▶ **Task to complete**: Compute how many lines in the records below contain the string "Result" and give that number without other output.

====== Data for analysis

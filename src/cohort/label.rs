//! Year-month labels for cohorts and calendar periods
//!
//! Labels follow the `YYYY-MM` convention: the first four characters are the year
//! and characters 5..7 are the month. Anything after the month is ignored, so
//! `2023-01-31` and `2023-01 (Q1)` both parse as January 2023.

use std::fmt;
use std::str::FromStr;

use serde::Serialize;

use crate::error::{Result, VintageError};

/// A calendar month, used both for cohort origins and observation periods
#[derive(Debug, Clone, Copy, PartialEq, Eq, PartialOrd, Ord, Hash, Serialize)]
pub struct YearMonth {
    pub(crate) year: i32,
    pub(crate) month: u32,
}

impl YearMonth {
    /// Build a year-month, rejecting months outside 1..=12
    pub fn new(year: i32, month: u32) -> Option<Self> {
        (1..=12).contains(&month).then_some(Self { year, month })
    }

    /// Parse a `YYYY-MM...` label
    pub fn parse(label: &str) -> Result<Self> {
        let year_part = label.get(0..4).ok_or_else(|| malformed(label))?;
        let month_part = label.get(5..7).ok_or_else(|| malformed(label))?;

        if !is_digits(year_part) || !is_digits(month_part) {
            return Err(malformed(label));
        }

        let year: i32 = year_part.parse().map_err(|_| malformed(label))?;
        let month: u32 = month_part.parse().map_err(|_| malformed(label))?;

        Self::new(year, month).ok_or_else(|| malformed(label))
    }

    pub fn year(&self) -> i32 {
        self.year
    }

    /// Month of year (1-12)
    pub fn month(&self) -> u32 {
        self.month
    }
}

impl FromStr for YearMonth {
    type Err = VintageError;

    fn from_str(s: &str) -> Result<Self> {
        Self::parse(s)
    }
}

impl fmt::Display for YearMonth {
    fn fmt(&self, f: &mut fmt::Formatter<'_>) -> fmt::Result {
        write!(f, "{:04}-{:02}", self.year, self.month)
    }
}

fn is_digits(s: &str) -> bool {
    s.bytes().all(|b| b.is_ascii_digit())
}

fn malformed(label: &str) -> VintageError {
    VintageError::MalformedCohortLabel {
        label: label.to_string(),
    }
}

#[cfg(test)]
mod tests {
    use super::*;

    #[test]
    fn test_parse_plain_label() {
        let ym = YearMonth::parse("2023-01").unwrap();
        assert_eq!(ym.year(), 2023);
        assert_eq!(ym.month(), 1);
        assert_eq!(ym.to_string(), "2023-01");
    }

    #[test]
    fn test_parse_ignores_trailing_characters() {
        let ym: YearMonth = "2022-11-30 00:00:00".parse().unwrap();
        assert_eq!(ym, YearMonth::new(2022, 11).unwrap());
    }

    #[test]
    fn test_parse_accepts_any_separator() {
        // Only the fixed offsets matter
        assert_eq!(
            YearMonth::parse("2021/07").unwrap(),
            YearMonth::new(2021, 7).unwrap()
        );
    }

    #[test]
    fn test_malformed_labels() {
        for label in ["", "2023", "2023-1", "23-01-01", "abcd-01", "2023-ab", "2023-13", "2023-00"] {
            let err = YearMonth::parse(label).unwrap_err();
            assert_eq!(
                err,
                VintageError::MalformedCohortLabel { label: label.to_string() },
                "label {:?} should be rejected",
                label
            );
        }
    }

    #[test]
    fn test_multibyte_label_does_not_panic() {
        assert!(YearMonth::parse("2023é01").is_err());
    }

    #[test]
    fn test_ordering_is_chronological() {
        let a = YearMonth::new(2022, 12).unwrap();
        let b = YearMonth::new(2023, 1).unwrap();
        assert!(a < b);
    }
}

============

▶ **Task solution**: 4